■ **Exercise aim**
Every line from the start of the records below to the line containing "pub fn new(config: SonarConfig)" should be retyped exactly, that line included, and no others.

== Segment start ==

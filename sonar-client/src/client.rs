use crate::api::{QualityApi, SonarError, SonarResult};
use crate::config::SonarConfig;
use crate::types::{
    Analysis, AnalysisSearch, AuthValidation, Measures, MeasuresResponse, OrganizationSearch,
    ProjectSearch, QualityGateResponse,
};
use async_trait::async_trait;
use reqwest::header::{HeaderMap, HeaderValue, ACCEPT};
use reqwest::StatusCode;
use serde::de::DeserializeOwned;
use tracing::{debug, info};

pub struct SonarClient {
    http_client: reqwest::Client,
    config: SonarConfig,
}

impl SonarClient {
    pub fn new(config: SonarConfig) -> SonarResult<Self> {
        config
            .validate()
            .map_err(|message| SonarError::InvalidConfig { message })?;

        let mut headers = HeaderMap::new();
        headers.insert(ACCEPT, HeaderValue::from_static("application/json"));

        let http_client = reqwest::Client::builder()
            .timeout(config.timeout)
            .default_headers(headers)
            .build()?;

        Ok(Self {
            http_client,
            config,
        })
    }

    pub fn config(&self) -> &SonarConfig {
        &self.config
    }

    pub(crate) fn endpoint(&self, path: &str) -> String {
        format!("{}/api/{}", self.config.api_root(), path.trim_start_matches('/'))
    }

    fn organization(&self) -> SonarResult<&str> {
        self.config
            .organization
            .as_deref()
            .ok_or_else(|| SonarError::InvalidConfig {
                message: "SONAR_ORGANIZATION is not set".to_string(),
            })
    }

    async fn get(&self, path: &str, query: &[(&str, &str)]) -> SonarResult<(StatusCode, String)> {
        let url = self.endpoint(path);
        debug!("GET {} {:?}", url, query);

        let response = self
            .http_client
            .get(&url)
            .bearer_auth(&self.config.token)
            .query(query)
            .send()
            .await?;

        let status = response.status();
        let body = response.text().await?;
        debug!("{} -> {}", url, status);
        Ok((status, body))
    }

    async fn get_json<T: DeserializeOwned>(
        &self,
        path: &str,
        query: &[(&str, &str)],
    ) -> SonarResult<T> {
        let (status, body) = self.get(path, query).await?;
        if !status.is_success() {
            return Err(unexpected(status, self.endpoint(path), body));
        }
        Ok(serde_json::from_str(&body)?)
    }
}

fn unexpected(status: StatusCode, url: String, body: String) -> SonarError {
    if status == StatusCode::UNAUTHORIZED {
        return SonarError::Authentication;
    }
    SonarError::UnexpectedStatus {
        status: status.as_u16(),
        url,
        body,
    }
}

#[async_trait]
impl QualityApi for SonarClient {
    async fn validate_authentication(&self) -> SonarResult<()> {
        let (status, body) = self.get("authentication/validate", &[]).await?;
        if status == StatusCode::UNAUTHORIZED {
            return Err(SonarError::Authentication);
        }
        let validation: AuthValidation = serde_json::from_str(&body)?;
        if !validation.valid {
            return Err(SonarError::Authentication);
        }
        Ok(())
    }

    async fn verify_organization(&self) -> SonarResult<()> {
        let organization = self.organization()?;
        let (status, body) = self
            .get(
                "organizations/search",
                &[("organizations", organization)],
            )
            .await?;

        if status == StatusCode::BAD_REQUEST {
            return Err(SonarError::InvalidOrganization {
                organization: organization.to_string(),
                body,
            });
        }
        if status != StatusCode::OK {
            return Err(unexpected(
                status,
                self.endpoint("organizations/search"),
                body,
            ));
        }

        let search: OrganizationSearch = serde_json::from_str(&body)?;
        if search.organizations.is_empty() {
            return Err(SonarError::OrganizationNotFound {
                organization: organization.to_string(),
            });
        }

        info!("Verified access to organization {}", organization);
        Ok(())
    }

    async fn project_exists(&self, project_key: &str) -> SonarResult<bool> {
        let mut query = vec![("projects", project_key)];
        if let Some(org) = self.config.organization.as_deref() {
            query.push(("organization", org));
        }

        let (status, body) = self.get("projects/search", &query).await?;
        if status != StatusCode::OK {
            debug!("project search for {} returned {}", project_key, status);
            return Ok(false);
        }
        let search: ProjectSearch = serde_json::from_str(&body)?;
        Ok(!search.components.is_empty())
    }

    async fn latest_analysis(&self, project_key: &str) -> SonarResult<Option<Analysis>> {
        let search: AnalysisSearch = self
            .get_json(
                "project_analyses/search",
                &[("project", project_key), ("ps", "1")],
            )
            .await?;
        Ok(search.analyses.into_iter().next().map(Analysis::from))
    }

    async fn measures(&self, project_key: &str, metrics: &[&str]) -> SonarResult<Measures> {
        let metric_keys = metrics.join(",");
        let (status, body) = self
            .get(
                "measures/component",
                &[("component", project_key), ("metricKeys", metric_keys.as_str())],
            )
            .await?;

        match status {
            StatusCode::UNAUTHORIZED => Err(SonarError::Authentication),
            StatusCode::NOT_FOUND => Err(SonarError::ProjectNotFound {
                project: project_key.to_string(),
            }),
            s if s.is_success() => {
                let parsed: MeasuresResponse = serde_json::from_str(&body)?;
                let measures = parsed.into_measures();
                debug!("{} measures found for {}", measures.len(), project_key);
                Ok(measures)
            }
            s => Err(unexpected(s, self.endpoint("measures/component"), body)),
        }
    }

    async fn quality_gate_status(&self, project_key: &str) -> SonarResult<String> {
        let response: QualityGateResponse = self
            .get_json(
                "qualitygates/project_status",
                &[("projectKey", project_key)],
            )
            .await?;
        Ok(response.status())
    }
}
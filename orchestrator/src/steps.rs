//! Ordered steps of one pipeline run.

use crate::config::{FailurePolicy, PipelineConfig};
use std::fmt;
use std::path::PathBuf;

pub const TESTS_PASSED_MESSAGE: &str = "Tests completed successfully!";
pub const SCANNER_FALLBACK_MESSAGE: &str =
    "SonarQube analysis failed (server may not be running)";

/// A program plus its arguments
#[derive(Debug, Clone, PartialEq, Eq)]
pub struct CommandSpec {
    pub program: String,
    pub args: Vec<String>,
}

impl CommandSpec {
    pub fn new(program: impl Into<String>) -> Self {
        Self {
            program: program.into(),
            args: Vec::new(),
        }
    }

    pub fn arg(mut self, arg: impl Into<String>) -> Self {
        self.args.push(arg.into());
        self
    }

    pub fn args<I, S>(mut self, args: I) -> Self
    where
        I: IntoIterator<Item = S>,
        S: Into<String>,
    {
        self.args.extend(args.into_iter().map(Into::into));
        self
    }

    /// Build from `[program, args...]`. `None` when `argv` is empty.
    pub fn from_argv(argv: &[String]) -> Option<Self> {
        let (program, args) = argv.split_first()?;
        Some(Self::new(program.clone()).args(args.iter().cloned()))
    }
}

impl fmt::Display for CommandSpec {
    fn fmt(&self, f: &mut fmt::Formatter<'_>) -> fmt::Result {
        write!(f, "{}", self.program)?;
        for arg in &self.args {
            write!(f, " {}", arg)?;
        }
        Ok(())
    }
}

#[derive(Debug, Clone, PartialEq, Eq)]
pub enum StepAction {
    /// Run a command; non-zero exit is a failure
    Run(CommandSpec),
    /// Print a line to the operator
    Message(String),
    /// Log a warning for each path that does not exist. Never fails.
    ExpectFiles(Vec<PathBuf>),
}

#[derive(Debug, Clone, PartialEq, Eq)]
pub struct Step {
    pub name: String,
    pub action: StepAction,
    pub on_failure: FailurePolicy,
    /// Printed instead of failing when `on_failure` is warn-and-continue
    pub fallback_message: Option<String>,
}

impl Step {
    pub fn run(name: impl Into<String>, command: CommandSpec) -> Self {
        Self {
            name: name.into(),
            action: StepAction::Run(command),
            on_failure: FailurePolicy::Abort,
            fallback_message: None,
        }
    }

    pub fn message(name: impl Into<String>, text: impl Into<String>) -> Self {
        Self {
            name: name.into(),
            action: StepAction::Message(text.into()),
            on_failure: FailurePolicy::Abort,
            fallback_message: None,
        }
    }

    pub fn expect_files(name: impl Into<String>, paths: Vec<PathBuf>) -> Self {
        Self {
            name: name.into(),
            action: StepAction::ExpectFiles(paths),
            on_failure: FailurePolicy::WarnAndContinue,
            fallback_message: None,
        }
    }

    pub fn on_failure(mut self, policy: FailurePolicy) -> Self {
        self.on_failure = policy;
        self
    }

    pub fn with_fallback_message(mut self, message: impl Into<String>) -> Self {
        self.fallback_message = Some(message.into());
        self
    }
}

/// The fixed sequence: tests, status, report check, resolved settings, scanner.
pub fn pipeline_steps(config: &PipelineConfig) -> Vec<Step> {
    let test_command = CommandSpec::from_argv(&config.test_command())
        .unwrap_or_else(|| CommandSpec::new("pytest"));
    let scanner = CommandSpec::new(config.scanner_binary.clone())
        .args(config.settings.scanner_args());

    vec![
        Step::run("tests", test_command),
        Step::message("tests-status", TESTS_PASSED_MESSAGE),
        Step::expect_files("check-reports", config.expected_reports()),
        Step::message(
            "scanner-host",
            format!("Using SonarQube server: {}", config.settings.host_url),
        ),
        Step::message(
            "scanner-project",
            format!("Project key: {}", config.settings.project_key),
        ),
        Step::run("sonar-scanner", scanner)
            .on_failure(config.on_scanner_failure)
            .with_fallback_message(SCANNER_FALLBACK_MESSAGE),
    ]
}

== Segment end ==

■ **Your solution**
filename sonar-client/src/client.rs
use crate::api::{QualityApi, SonarError, SonarResult};
use crate::config::SonarConfig;
use crate::types::{
    Analysis, AnalysisSearch, AuthValidation, Measures, MeasuresResponse, OrganizationSearch,
    ProjectSearch, QualityGateResponse,
};
use async_trait::async_trait;
use reqwest::header::{HeaderMap, HeaderValue, ACCEPT};
use reqwest::StatusCode;
use serde::de::DeserializeOwned;
use tracing::{debug, info};

pub struct SonarClient {
    http_client: reqwest::Client,
    config: SonarConfig,
}

impl SonarClient {
    pub fn new(config: SonarConfig) -> SonarResult<Self> {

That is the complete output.